FIG. 6A shows a state where the second hand pair 302 is lowered to the retracted position. The retracted position is such a Z-direction position of the hands that the upper surfaces of the hands are lower than the lower surface of the support frame 502 for the transfer roller 501. Since the hands 321, 326 constituting the second hand pair 302 are so arranged that the tips thereof are spaced apart in the X direction, the support leg 503 for the transfer roller 501 can move through a clearance between the hands. The transfer roller 501 and the support frame 502 therefor pass above the hands. Thus, the interference of the transfer roller 502 and the second hand pair 302 is avoided.
By retracting the second hand pair 302 in this way, the transfer roller 501 can move further in the (+Y) direction. After the passage of the transfer roller 501, the second hand pair 302 is elevated again to come into contact with the lower surface of the blanket BL (Step S111). Together with the elevation, the suction pads of the hands 321, 326 of the second hand pair 302 advance to the suction position and the supply of the negative pressure from the negative pressure supplier 92 is started. In this way, the second hand pair 302 that has come into contact with the lower surface of the blanket BL again more strongly sucks the blanket BL by the suction pads than before the separation. After the suction by the suction pads is started, the second hand pair 302 is lowered again. This causes the blanket BL to be further pulled downward at the upstream side of the transfer roller 501, whereby the detachment from the substrate SB further progresses.
The same holds true for the hand pairs arranged at a more downstream side. Specifically, processings of Steps S109 to S111 are repeated until the transfer roller 501 arrives at an end position set farther on the (+Y) side than the (+Y) side end part of the substrate SB (Step S112). That is, each hand pair 303 to 305 is separated from the lower surface of the blanket BL and lowered to the retracted position at a timing at which the transfer roller 501 approaches the lowering start position set in correspondence with this hand pair. After being elevated again and sucking the blanket BL after the passage of the transfer roller 501, the hand pair moves downward again. The lowered hand pair arrives at a position sufficiently spaced downward from the substrate SB and may remain at that position after the detachment of the blanket BL by the hand pair located at the more downstream side is started.
FIG. 6B shows a state where the second hand pair 302 is elevated toward the blanket BL after the passage of the transfer roller 501, whereas the third hand pair 303 is lowered to the retracted position in response to the approach of the transfer roller 501. Further, FIG. 6C shows a state where the transfer roller 501 passes through the position of the third hand pair 303 and the third hand pair 303 is elevated toward the blanket BL, whereas the lowering of the fourth hand pair 304 located in front of the transfer roller 501 to the retracted position is started.

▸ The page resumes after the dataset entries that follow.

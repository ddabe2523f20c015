//! Emoji entry - one shortcode to glyph mapping

use serde::{Deserialize, Serialize};

/// A single searchable shortcode
#[derive(Debug, Clone, PartialEq, Eq, Hash, Serialize, Deserialize)]
pub struct EmojiEntry {
    /// Normalized shortcode (lowercase, underscores), unique within an index
    pub shortcode: String,
    /// The emoji character or sequence to render
    pub glyph: String,
    /// Human readable name used for secondary matching
    pub display_name: String,
}

impl EmojiEntry {
    pub fn new(
        shortcode: impl Into<String>,
        glyph: impl Into<String>,
        display_name: impl Into<String>,
    ) -> Self {
        Self {
            shortcode: shortcode.into(),
            glyph: glyph.into(),
            display_name: display_name.into(),
        }
    }

    /// The `:shortcode:` form shown in suggestion lists
    pub fn token(&self) -> String {
        format!(":{}:", self.shortcode)
    }
}
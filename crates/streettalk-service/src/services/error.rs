//! Service layer error types
//!
//! Provides a unified error type for all service operations.

use std::fmt;

use streettalk_common::{AppError, UserNotice};
use streettalk_core::{DomainError, PathParseError};
use validator::ValidationErrors;

/// Service layer error type
#[derive(Debug)]
pub enum ServiceError {
    /// Domain rule violation, including store failures
    Domain(DomainError),

    /// Request DTO failed validation, or the context was assembled wrong
    Validation(String),

    /// Internal error
    Internal(String),
}

impl fmt::Display for ServiceError {
    fn fmt(&self, f: &mut fmt::Formatter<'_>) -> fmt::Result {
        match self {
            Self::Domain(e) => write!(f, "{e}"),
            Self::Validation(msg) => write!(f, "Validation error: {msg}"),
            Self::Internal(msg) => write!(f, "Internal error: {msg}"),
        }
    }
}

impl std::error::Error for ServiceError {
    fn source(&self) -> Option<&(dyn std::error::Error + 'static)> {
        match self {
            Self::Domain(e) => Some(e),
            _ => None,
        }
    }
}

impl ServiceError {
    /// Create a validation error
    pub fn validation(msg: impl Into<String>) -> Self {
        Self::Validation(msg.into())
    }

    /// Create an internal error
    pub fn internal(msg: impl Into<String>) -> Self {
        Self::Internal(msg.into())
    }

    /// Get the error code for notices and logs
    pub fn error_code(&self) -> &str {
        match self {
            Self::Domain(e) => e.code(),
            Self::Validation(_) => "VALIDATION_ERROR",
            Self::Internal(_) => "INTERNAL_ERROR",
        }
    }

    /// Check if the error only rejects one attachment
    pub fn is_media(&self) -> bool {
        matches!(self, Self::Domain(e) if e.is_media())
    }

    /// Convert into the notice shown to the user
    pub fn into_notice(self) -> UserNotice {
        AppError::from(self).notice()
    }
}

impl From<DomainError> for ServiceError {
    fn from(err: DomainError) -> Self {
        Self::Domain(err)
    }
}

impl From<PathParseError> for ServiceError {
    fn from(err: PathParseError) -> Self {
        Self::Domain(DomainError::InvalidPath(err))
    }
}

impl From<ValidationErrors> for ServiceError {
    fn from(err: ValidationErrors) -> Self {
        Self::Validation(err.to_string())
    }
}

impl From<ServiceError> for AppError {
    fn from(err: ServiceError) -> Self {
        match err {
            ServiceError::Domain(e) => AppError::Domain(e),
            ServiceError::Validation(msg) => AppError::Validation(msg),
            ServiceError::Internal(msg) => AppError::Internal(anyhow::anyhow!(msg)),
        }
    }
}

/// Result type for service operations
pub type ServiceResult<T> = Result<T, ServiceError>;
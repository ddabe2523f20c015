//! Error types

mod app_error;

pub use app_error::{AppError, AppResult, UserNotice};
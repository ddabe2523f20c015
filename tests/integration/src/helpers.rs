//! Test helpers for integration tests
//!
//! Provides a harness that wires the services to fresh in-memory stores.

use std::sync::Arc;

use anyhow::{anyhow, Result};
use streettalk_common::AppConfig;
use streettalk_content::{ContentRenderer, EmojiDataset, Sanitizer};
use streettalk_core::{Author, FeedPath, FeedSort, PostKey};
use streettalk_service::dto::{CreatePostRequest, CreateReplyRequest, FeedView};
use streettalk_service::{
    FeedService, PostService, ServiceContext, ServiceContextBuilder, VoteService,
};
use streettalk_store::{InMemoryFeedStore, InlineMediaStore};

use crate::fixtures::{author, EMOJI_DATASET};

/// Service context over in-memory stores, with direct access to the feed store
pub struct TestHarness {
    pub ctx: ServiceContext,
    pub store: Arc<InMemoryFeedStore>,
}

impl TestHarness {
    /// Harness with the fixture dataset and a ready sanitizer
    pub fn start() -> Result<Self> {
        Self::start_with_config(test_config())
    }

    /// Harness with a custom config
    pub fn start_with_config(config: AppConfig) -> Result<Self> {
        let renderer = ContentRenderer::with_sanitizer(test_index()?, Sanitizer::new());
        Self::start_with_renderer(config, renderer)
    }

    /// Harness whose renderer never gets a sanitizer
    pub fn start_degraded() -> Result<Self> {
        Self::start_with_renderer(test_config(), ContentRenderer::new(test_index()?))
    }

    fn start_with_renderer(config: AppConfig, renderer: ContentRenderer) -> Result<Self> {
        let store = Arc::new(InMemoryFeedStore::new());
        let ctx = ServiceContextBuilder::new()
            .config(config)
            .feed_store(store.clone())
            .media_store(Arc::new(InlineMediaStore::new()))
            .renderer(Arc::new(renderer))
            .viewer(author("alice"))
            .build()
            .map_err(|e| anyhow!("failed to build context: {e}"))?;

        Ok(Self { ctx, store })
    }

    /// Context acting as another viewer over the same stores
    pub fn as_viewer(&self, viewer: Author) -> ServiceContext {
        self.ctx.with_viewer(viewer)
    }

    /// Publish a text post and return its path
    pub async fn post(&self, text: &str) -> Result<FeedPath> {
        let key = PostService::new(&self.ctx)
            .create_post(CreatePostRequest::text(text))
            .await
            .map_err(|e| anyhow!("create_post failed: {e}"))?;
        self.path_of(&key)
    }

    /// Reply to `parent` and return the reply's path
    pub async fn reply(&self, parent: &FeedPath, text: &str) -> Result<FeedPath> {
        let key = PostService::new(&self.ctx)
            .create_reply(parent, CreateReplyRequest::new(text))
            .await
            .map_err(|e| anyhow!("create_reply failed: {e}"))?;
        Ok(parent.replies().key(&key)?)
    }

    /// Toggle the harness viewer's upvote
    pub async fn upvote(&self, path: &FeedPath) -> Result<()> {
        VoteService::new(&self.ctx)
            .toggle_upvote(path)
            .await
            .map_err(|e| anyhow!("toggle_upvote failed: {e}"))?;
        Ok(())
    }

    /// Current feed view
    pub async fn feed(&self, sort: FeedSort) -> Result<FeedView> {
        FeedService::new(&self.ctx)
            .snapshot(sort)
            .await
            .map_err(|e| anyhow!("snapshot failed: {e}"))
    }

    /// Path of a top-level post
    pub fn path_of(&self, key: &PostKey) -> Result<FeedPath> {
        Ok(self.ctx.topic().key(key)?)
    }
}

/// Config used by the harness
pub fn test_config() -> AppConfig {
    let mut config = AppConfig::default();
    config.feed.topic = "shouts".to_string();
    config
}

/// Index built from the fixture dataset
pub fn test_index() -> Result<Arc<streettalk_content::EmojiIndex>> {
    let dataset = EmojiDataset::from_json_str(EMOJI_DATASET)?;
    Ok(Arc::new(dataset.into_index()))
}
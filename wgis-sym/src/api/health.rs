//! Health check endpoint

use axum::{extract::State, routing::get, Json, Router};
use chrono::Utc;
use serde::Serialize;

use crate::AppState;

/// Health check response
#[derive(Debug, Serialize)]
pub struct HealthResponse {
    pub status: String,
    /// Module name ("wgis-sym")
    pub module: String,
    /// Crate version from Cargo.toml
    pub version: String,
    /// Seconds since service started
    pub uptime_seconds: u64,
}

/// GET /health
pub async fn health_check(State(state): State<AppState>) -> Json<HealthResponse> {
    let uptime = Utc::now().signed_duration_since(state.startup_time);

    Json(HealthResponse {
        status: "ok".to_string(),
        module: env!("CARGO_PKG_NAME").to_string(),
        version: env!("CARGO_PKG_VERSION").to_string(),
        uptime_seconds: uptime.num_seconds().max(0) as u64,
    })
}

/// Build health check routes
pub fn health_routes() -> Router<AppState> {
    Router::new().route("/health", get(health_check))
}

FIG. 7A shows a state where the fourth hand pair 304 is elevated toward the blanket BL after the passage of the transfer roller 501, whereas the fifth hand pair 305 is lowered toward the retracted position and the third hand pair 303 is lowered while sucking the blanket BL. Further, FIG. 7B shows a state where the transfer roller 501 passes through the position of the fifth hand pair 305 and arrives at the vicinity of the (+Y) side end part of the substrate SB. In this state, the transfer of the pattern from the blanket BL to the substrate SB is almost finished.

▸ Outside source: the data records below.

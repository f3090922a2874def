//! Configuration loading and root folder resolution
//!
//! Bootstrap configuration comes from a small TOML file. Everything in it is
//! optional: a missing file, or a file that sets only some keys, falls back to
//! compiled defaults so a fresh install starts with zero configuration.
//!
//! Root folder priority order:
//! 1. Command-line argument (highest priority)
//! 2. `WGIS_ROOT_FOLDER` environment variable
//! 3. TOML `root_folder`
//! 4. OS-dependent compiled default (fallback)

use crate::{Error, Result};
use serde::{Deserialize, Serialize};
use std::path::{Path, PathBuf};
use tracing::{info, warn};

/// Environment variable overriding the root folder
pub const ROOT_FOLDER_ENV: &str = "WGIS_ROOT_FOLDER";

/// Database file name inside the root folder
pub const DATABASE_FILE: &str = "wgis.db";

/// Folder (inside the root folder) holding uploaded layer datasets
pub const DATA_FOLDER: &str = "data";

/// Bootstrap configuration loaded from TOML file
///
/// These settings cannot change while a service is running.
#[derive(Debug, Clone, Deserialize, Serialize, PartialEq)]
pub struct TomlConfig {
    /// Root folder holding `wgis.db` and the `data/` folder
    #[serde(default)]
    pub root_folder: Option<PathBuf>,

    /// HTTP server port
    #[serde(default = "default_port")]
    pub port: u16,

    /// HTTP bind address
    #[serde(default = "default_bind_address")]
    pub bind_address: String,

    /// Upper bound on a single Feature Source read, in seconds
    #[serde(default = "default_feature_read_timeout_secs")]
    pub feature_read_timeout_secs: u64,

    /// Largest style document accepted by the importer, in bytes
    #[serde(default = "default_max_import_bytes")]
    pub max_import_bytes: usize,

    /// Logging configuration (optional)
    #[serde(default)]
    pub logging: LoggingConfig,
}

/// Logging configuration
#[derive(Debug, Clone, Deserialize, Serialize, PartialEq)]
pub struct LoggingConfig {
    /// Log level (trace, debug, info, warn, error)
    #[serde(default = "default_log_level")]
    pub level: String,

    /// Log file path (optional, logs to stderr if not specified)
    #[serde(default)]
    pub file: Option<PathBuf>,
}

fn default_port() -> u16 {
    5731
}

fn default_bind_address() -> String {
    "127.0.0.1".to_string()
}

fn default_feature_read_timeout_secs() -> u64 {
    30
}

fn default_max_import_bytes() -> usize {
    5 * 1024 * 1024
}

fn default_log_level() -> String {
    "info".to_string()
}

impl Default for LoggingConfig {
    fn default() -> Self {
        Self {
            level: default_log_level(),
            file: None,
        }
    }
}

impl Default for TomlConfig {
    fn default() -> Self {
        Self {
            root_folder: None,
            port: default_port(),
            bind_address: default_bind_address(),
            feature_read_timeout_secs: default_feature_read_timeout_secs(),
            max_import_bytes: default_max_import_bytes(),
            logging: LoggingConfig::default(),
        }
    }
}

impl TomlConfig {
    /// Parse configuration from TOML text
    pub fn from_toml_str(content: &str) -> Result<Self> {
        toml::from_str(content).map_err(|e| Error::Config(format!("Parse TOML failed: {}", e)))
    }

    /// Load configuration from a file
    ///
    /// A missing file is not an error: a warning is logged and defaults are
    /// returned. A file that exists but does not parse is an error.
    pub fn load(path: &Path) -> Result<Self> {
        if !path.exists() {
            warn!(
                "Config file not found at {}, using defaults",
                path.display()
            );
            return Ok(Self::default());
        }

        let content = std::fs::read_to_string(path)
            .map_err(|e| Error::Config(format!("Read TOML failed: {}", e)))?;
        let config = Self::from_toml_str(&content)?;
        info!("Loaded configuration from {}", path.display());
        Ok(config)
    }
}

/// Default configuration file path for a service (`<config_dir>/wgis/<service>.toml`)
pub fn default_config_path(service_name: &str) -> Option<PathBuf> {
    dirs::config_dir().map(|d| d.join("wgis").join(format!("{}.toml", service_name)))
}

/// Resolves the root folder following the documented priority order
#[derive(Debug, Clone, Default)]
pub struct RootFolderResolver {
    cli_arg: Option<PathBuf>,
    toml_root: Option<PathBuf>,
}

impl RootFolderResolver {
    /// Create a resolver with no overrides
    pub fn new() -> Self {
        Self::default()
    }

    /// Set the command-line override
    pub fn with_cli_arg(mut self, path: Option<PathBuf>) -> Self {
        self.cli_arg = path;
        self
    }

    /// Set the TOML-configured root folder
    pub fn with_toml_config(mut self, config: &TomlConfig) -> Self {
        self.toml_root = config.root_folder.clone();
        self
    }

    /// Resolve the root folder
    pub fn resolve(&self) -> PathBuf {
        // Priority 1: Command-line argument
        if let Some(path) = &self.cli_arg {
            return path.clone();
        }

        // Priority 2: Environment variable
        if let Ok(path) = std::env::var(ROOT_FOLDER_ENV) {
            if !path.trim().is_empty() {
                return PathBuf::from(path);
            }
        }

        // Priority 3: TOML config file
        if let Some(path) = &self.toml_root {
            return path.clone();
        }

        // Priority 4: OS-dependent compiled default
        default_root_folder()
    }
}

/// Get OS-dependent default root folder path
pub fn default_root_folder() -> PathBuf {
    dirs::data_local_dir()
        .map(|d| d.join("wgis"))
        .unwrap_or_else(|| PathBuf::from("./wgis_data"))
}

/// Creates the root folder layout and exposes paths inside it
#[derive(Debug, Clone)]
pub struct RootFolderInitializer {
    root_folder: PathBuf,
}

impl RootFolderInitializer {
    pub fn new(root_folder: PathBuf) -> Self {
        Self { root_folder }
    }

    /// Create the root folder and its `data/` folder if missing
    pub fn ensure_directory_exists(&self) -> Result<()> {
        if !self.root_folder.exists() {
            info!("Creating root folder: {}", self.root_folder.display());
        }
        std::fs::create_dir_all(self.data_dir())?;
        Ok(())
    }

    pub fn root_folder(&self) -> &Path {
        &self.root_folder
    }

    /// Path of the SQLite database
    pub fn database_path(&self) -> PathBuf {
        self.root_folder.join(DATABASE_FILE)
    }

    /// Folder holding layer datasets
    pub fn data_dir(&self) -> PathBuf {
        self.root_folder.join(DATA_FOLDER)
    }
}
//! # WGIS Common Library
//!
//! Shared code for the WGIS services:
//! - Error type and result alias
//! - Configuration loading (TOML bootstrap, root folder resolution)
//! - SQLite schema initialization

pub mod config;
pub mod db;
pub mod error;

pub use error::{Error, Result};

When the transfer roller 501 arrives at the (+Y) side end part of the substrate SB or an end position farther on the (+Y) side than the (+Y) side end part as shown in FIG. 7C, the contact and detachment of the blanket BL have been completed for the entire substrate SB. To maintain the posture of the blanket BL until the transfer roller 501 arrives at the (+Y) side end part of the substrate SB, the sixth hand pair 306 for supporting the blanket BL farther on the (+Y) side than the (+Y) side end part of the substrate SB is necessary.

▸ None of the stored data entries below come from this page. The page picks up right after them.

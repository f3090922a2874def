//! Color recognition for style property values

/// Named colors accepted by key-scoped lookups
const BASIC_NAMED_COLORS: &[&str] = &[
    "red", "green", "blue", "yellow", "cyan", "magenta", "white", "black",
];

/// Extra names accepted by the unscoped last-resort scan
const BROAD_NAMED_COLORS: &[&str] = &["orange", "purple", "brown", "pink", "gray", "grey"];

/// Which named colors count as colors
#[derive(Debug, Clone, Copy, PartialEq, Eq)]
pub enum NamedColors {
    Basic,
    Broad,
}

impl NamedColors {
    fn contains(self, value: &str) -> bool {
        let matches = |names: &[&str]| names.iter().any(|n| n.eq_ignore_ascii_case(value));
        match self {
            NamedColors::Basic => matches(BASIC_NAMED_COLORS),
            NamedColors::Broad => matches(BASIC_NAMED_COLORS) || matches(BROAD_NAMED_COLORS),
        }
    }
}

/// Return the value as a color string if it looks like one
///
/// `#…` and `rgb…` values pass through unchanged, named colors are
/// lowercased and QGIS `r,g,b[,a]` tuples become hex.
pub fn recognize_color(value: &str, names: NamedColors) -> Option<String> {
    let value = value.trim();
    if value.is_empty() {
        return None;
    }
    if value.starts_with('#') {
        return Some(value.to_string());
    }
    if value
        .get(..3)
        .map_or(false, |prefix| prefix.eq_ignore_ascii_case("rgb"))
    {
        return Some(value.to_string());
    }
    if let Some(hex) = qgis_color_tuple(value) {
        return Some(hex);
    }
    names.contains(value).then(|| value.to_ascii_lowercase())
}

/// `255,0,0,255` or `255,0,0,255,rgb:1,0,0,1` as `#rrggbb[aa]`
///
/// Alpha is appended only when it is not fully opaque.
fn qgis_color_tuple(value: &str) -> Option<String> {
    let components = value.split(",rgb:").next()?;
    let parts = components
        .split(',')
        .map(|p| p.trim().parse::<u8>().ok())
        .collect::<Option<Vec<u8>>>()?;

    match parts.as_slice() {
        [r, g, b] | [r, g, b, 255] => Some(format!("#{:02x}{:02x}{:02x}", r, g, b)),
        [r, g, b, a] => Some(format!("#{:02x}{:02x}{:02x}{:02x}", r, g, b, a)),
        _ => None,
    }
}

/// Hex color from 0-255 channel values, clamped and rounded
pub fn hex_from_components(r: f64, g: f64, b: f64) -> String {
    let channel = |v: f64| v.round().clamp(0.0, 255.0) as u8;
    format!("#{:02x}{:02x}{:02x}", channel(r), channel(g), channel(b))
}

/// Hex color from textual channel values
pub fn hex_from_text_components(components: &[&str; 3]) -> Option<String> {
    let [r, g, b] = components.map(|c| c.trim().parse::<f64>().ok());
    Some(hex_from_components(r?, g?, b?))
}

#[cfg(test)]
mod tests {
    use super::*;

    #[test]
    fn test_hex_and_rgb_pass_through() {
        assert_eq!(recognize_color("#FF0000", NamedColors::Basic), Some("#FF0000".into()));
        assert_eq!(
            recognize_color(" rgb(1, 2, 3) ", NamedColors::Basic),
            Some("rgb(1, 2, 3)".into())
        );
        assert_eq!(recognize_color("RGBA(1,2,3,0.5)", NamedColors::Basic), Some("RGBA(1,2,3,0.5)".into()));
    }

    #[test]
    fn test_named_sets() {
        assert_eq!(recognize_color("Red", NamedColors::Basic), Some("red".into()));
        assert_eq!(recognize_color("orange", NamedColors::Basic), None);
        assert_eq!(recognize_color("orange", NamedColors::Broad), Some("orange".into()));
        assert_eq!(recognize_color("grey", NamedColors::Broad), Some("grey".into()));
        assert_eq!(recognize_color("teal", NamedColors::Broad), None);
    }

    #[test]
    fn test_qgis_tuples() {
        assert_eq!(recognize_color("255,0,0,255", NamedColors::Basic), Some("#ff0000".into()));
        assert_eq!(recognize_color("0,128,255", NamedColors::Basic), Some("#0080ff".into()));
        assert_eq!(
            recognize_color("16,32,48,128", NamedColors::Basic),
            Some("#10203080".into())
        );
        assert_eq!(
            recognize_color("255,0,0,255,rgb:1,0,0,1", NamedColors::Basic),
            Some("#ff0000".into())
        );
        assert_eq!(recognize_color("256,0,0", NamedColors::Basic), None);
        assert_eq!(recognize_color("0.26", NamedColors::Broad), None);
        assert_eq!(recognize_color("1,2", NamedColors::Broad), None);
    }

    #[test]
    fn test_rejects_non_colors() {
        assert_eq!(recognize_color("", NamedColors::Broad), None);
        assert_eq!(recognize_color("solid", NamedColors::Broad), None);
        assert_eq!(recognize_color("é", NamedColors::Broad), None);
    }

    #[test]
    fn test_components() {
        assert_eq!(hex_from_components(255.0, 127.6, -3.0), "#ff8000");
        assert_eq!(hex_from_text_components(&["0", "255", "16"]), Some("#00ff10".into()));
        assert_eq!(hex_from_text_components(&["0", "x", "16"]), None);
    }
}
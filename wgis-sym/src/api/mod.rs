//! HTTP API handlers for wgis-sym

pub mod health;
pub mod layers;
pub mod symbology;

pub use health::health_routes;
pub use layers::layer_routes;
pub use symbology::symbology_routes;

use crate::features::AttributeTable;
use crate::{ApiError, ApiResult, AppState};

/// Read a layer's attributes within the configured time box
pub(crate) async fn read_attributes(state: &AppState, layer_id: i64) -> ApiResult<AttributeTable> {
    let limit = state.settings.feature_read_timeout;
    let table = tokio::time::timeout(limit, state.features.read_attributes(layer_id))
        .await
        .map_err(|_| {
            ApiError::Timeout(format!(
                "reading layer {} exceeded {}s",
                layer_id,
                limit.as_secs_f64()
            ))
        })??;
    Ok(table)
}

When the transfer roller 501 arrives at the end position (Step S112), the movement of the transfer roller 501 is stopped (Step S113) and the transfer roller 501 moves downward to be separated from the blanket BL. Here, a position of the lower surface of the blanket BL where the transfer roller 501 is in contact at last is referred to as a “contact end position”. Further, the respective hand pairs 301 to 306 are positioned at the same height.
At this point of time, the blanket BL is completely separated from the substrate SB and supported by the respective hand pairs 301 to 306 of the blanket holding mechanism 300. When the detachment is finished, the suction by the suction pads of the hand pairs is released and the suction pads are retracted to the retracted position (Step S114). Then, the upper stage 71 is separated upward and then the substrate SB and the blanket BL are respectively carried out the apparatus 1 (Step S115), whereby the transfer process is completed.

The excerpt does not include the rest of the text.